Our game makes use of a variety of visual media including 3D interactive models, numerous 2D cartoons, and engaging video scenes. These visuals complement the fast paced gameplay. The vast 3D landscape initially shows the earthquake location and then encourages dynamic visualization of potential sensor deployment locations. The 2D images within the minigames each have their own unique art style to help keep player's attention and interest. The video scenes that help explain the details of the seismic topics are comedic and fun to watch. The Kinect takes photographs to capture the players' looks of determination and enjoyment as they play the game. These photos, which are often amusing because the game requires so much physical agility, are then shown to the player as they complete the minigames. With this wide variety of visual media in our game, the QCN game's fast pace competes well with non-educational videogames.
This type of gameplay learning is more appealing to the majority of children in our target age range than lectures, standard homework assignments, and memorization. Although we are aware that earthquakes can cause horrible tragedies, we wanted this learning experience to focus on learning and safety. To inform rather than scare the players, our graphic artist created a unique art style in the form of zany cartoon characters and other brightly colored visuals for our game. These range from the bizarre to the ridiculous to help maintain a very positive and exciting mood during gameplay that is conducive to learning. By practicing deployment and safety measures in a lighthearted environment, students have imprinted the experience of what to do in a real earthquake.

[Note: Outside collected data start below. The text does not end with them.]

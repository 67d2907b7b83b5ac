//! Invocation requests built from the configurator's positional arguments.
//!
//! The calling convention is fixed by ParamILS-style configurators:
//!
//! ```text
//! <instance> <instance_info> <cutoff_time> <cutoff_length> <seed> <reserved> <solver> [extra...]
//! ```
//!
//! The reserved slot is read but never used. Anything after the solver name
//! is ignored.

use std::fmt;
use std::str::FromStr;

use satwrap_common::HarnessError;

/// Number of positional arguments in the calling convention.
pub const POSITIONAL_ARGS: usize = 7;

/// Cutoff time as given on the command line.
///
/// The raw text is kept because a `TIMEOUT` reports it back verbatim.
#[derive(Debug, Clone, PartialEq)]
pub struct CutoffTime {
    raw: String,
    seconds: f64,
}

impl CutoffTime {
    /// The argument exactly as supplied.
    pub fn as_str(&self) -> &str {
        &self.raw
    }

    /// The cutoff in seconds.
    pub fn seconds(&self) -> f64 {
        self.seconds
    }
}

impl FromStr for CutoffTime {
    type Err = HarnessError;

    fn from_str(s: &str) -> Result<Self, Self::Err> {
        let seconds = s.trim().parse::<f64>().map_err(|_| {
            HarnessError::invalid_request(format!("cutoff time '{s}' is not a number"))
        })?;
        Ok(Self {
            raw: s.to_string(),
            seconds,
        })
    }
}

impl fmt::Display for CutoffTime {
    fn fmt(&self, f: &mut fmt::Formatter<'_>) -> fmt::Result {
        f.write_str(&self.raw)
    }
}

/// Random seed as given on the command line.
///
/// Only checked to be an integer literal of any size; the text is echoed
/// back unchanged in the result line.
#[derive(Debug, Clone, PartialEq, Eq)]
pub struct Seed(String);

impl Seed {
    /// The argument exactly as supplied.
    pub fn as_str(&self) -> &str {
        &self.0
    }
}

impl FromStr for Seed {
    type Err = HarnessError;

    fn from_str(s: &str) -> Result<Self, Self::Err> {
        let trimmed = s.trim();
        let digits = trimmed
            .strip_prefix(['-', '+'])
            .unwrap_or(trimmed);

        if digits.is_empty() || !digits.bytes().all(|b| b.is_ascii_digit()) {
            return Err(HarnessError::invalid_request(format!(
                "seed '{s}' is not an integer"
            )));
        }
        Ok(Self(s.to_string()))
    }
}

impl fmt::Display for Seed {
    fn fmt(&self, f: &mut fmt::Formatter<'_>) -> fmt::Result {
        f.write_str(&self.0)
    }
}

/// A single solver invocation requested by the configurator.
#[derive(Debug, Clone, PartialEq)]
pub struct InvocationRequest {
    /// Path of the CNF instance handed to the solver.
    pub instance: String,
    /// Opaque per-instance metadata.
    pub instance_info: String,
    pub cutoff_time: CutoffTime,
    /// Run length cutoff. Carried through, never interpreted.
    pub cutoff_length: f64,
    pub seed: Seed,
    /// Solver name with quotes and spaces removed.
    pub solver_name: String,
}

impl InvocationRequest {
    /// Build a request from the positional arguments (program name excluded).
    ///
    /// # Errors
    ///
    /// Returns [`HarnessError::InvalidRequest`] if fewer than
    /// [`POSITIONAL_ARGS`] arguments are given or a numeric argument does
    /// not parse.
    pub fn from_args<I, S>(args: I) -> Result<Self, HarnessError>
    where
        I: IntoIterator<Item = S>,
        S: Into<String>,
    {
        let args: Vec<String> = args.into_iter().map(Into::into).collect();
        if args.len() < POSITIONAL_ARGS {
            return Err(HarnessError::invalid_request(format!(
                "expected {POSITIONAL_ARGS} positional arguments, got {}",
                args.len()
            )));
        }

        let cutoff_length = args[3].trim().parse::<f64>().map_err(|_| {
            HarnessError::invalid_request(format!("cutoff length '{}' is not a number", args[3]))
        })?;

        // args[5] is the reserved slot.
        Ok(Self {
            instance: args[0].clone(),
            instance_info: args[1].clone(),
            cutoff_time: args[2].parse()?,
            cutoff_length,
            seed: args[4].parse()?,
            solver_name: strip_solver_name(&args[6]),
        })
    }
}

/// Remove the quote and space characters configurators wrap values in.
pub fn strip_solver_name(raw: &str) -> String {
    raw.chars()
        .filter(|c| !matches!(c, ' ' | '\'' | '"'))
        .collect()
}
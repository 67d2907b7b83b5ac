//! Solver invocation and reporting for satwrap.
//!
//! This crate runs one SAT solver under the `runsolver` supervisor and turns
//! its output into a ParamILS result line:
//! - [`InvocationRequest`]: Positional arguments from the configurator
//! - [`resolve_paths`]: Supervisor and solver executables for the host width
//! - [`SystemRunner`]: Spawns the supervisor and captures its output
//! - [`classify`]: Maps supervisor output to an [`Outcome`] and runtime
//! - [`InvocationReporter`]: The whole pipeline, with injectable runner and clock
//!
//! # Flow
//!
//! ```text
//! args ──► InvocationRequest ──► ResolvedPaths ──► SupervisorCommand
//!                                                        │
//!                                                        ▼
//!          InvocationResult ◄── Classification ◄── CapturedOutput
//! ```

pub mod classify;
pub mod report;
pub mod reporter;
pub mod request;
pub mod resolve;
pub mod runner;

pub use classify::{Classification, Outcome, Runtime, classify};
pub use report::InvocationResult;
pub use reporter::{InvocationReporter, Report};
pub use request::{CutoffTime, InvocationRequest, Seed};
pub use resolve::{ResolvedPaths, resolve_paths};
pub use runner::{
    CapturedOutput, Clock, ProcessRunner, SupervisorCommand, SystemClock, SystemRunner,
};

What will a player learn from your game?
Our QCN game allows players to interact with earthquake and seismology themes in a simple and intuitive manner. Similar to today's seismologists, when the player becomes aware that an earthquake just occurred in their city, they must act quickly to deploy seismic sensors to record the impending aftershocks. The gameplay then begins and players must complete a variety of objectives in the form of minigames. Each minigame is designed to interactively teach the players about a seismology related concept. These minigames communicate: safety themes, deployment techniques, information about seismic equipment, and how to read a seismogram. To learn about these concepts the player has to actively participate in the testing and safety procedures by, for example, ducking under a sturdy table, correctly securing a seismic sensor to the ground, and gathering items for an earthquake survival pack. Learning is most effective during these minigames since player interaction is required in the form of both physical and intellectual challenges. There are also minigames that test the player's cognitive abilities through traditional learning techniques such as seismology quizzes.
What makes your game original?
Using brightly colored cartoon characters to engage the players in an urgent time-sensitive response to earthquakes is a novel approach to teaching seismology. Additionally, the Kinect motion sensor provides a unique game experience by incorporating body gestures and movements such as ducking low, jumping high, running in place, and using arm motions for location selection and other game challenges. These physical demands depart from standard educational electronic games that only involve a traditional game controller. Our game requires the player to be physically and mentally involved in earthquake science research with the side benefit of sneaking in some science learning as well.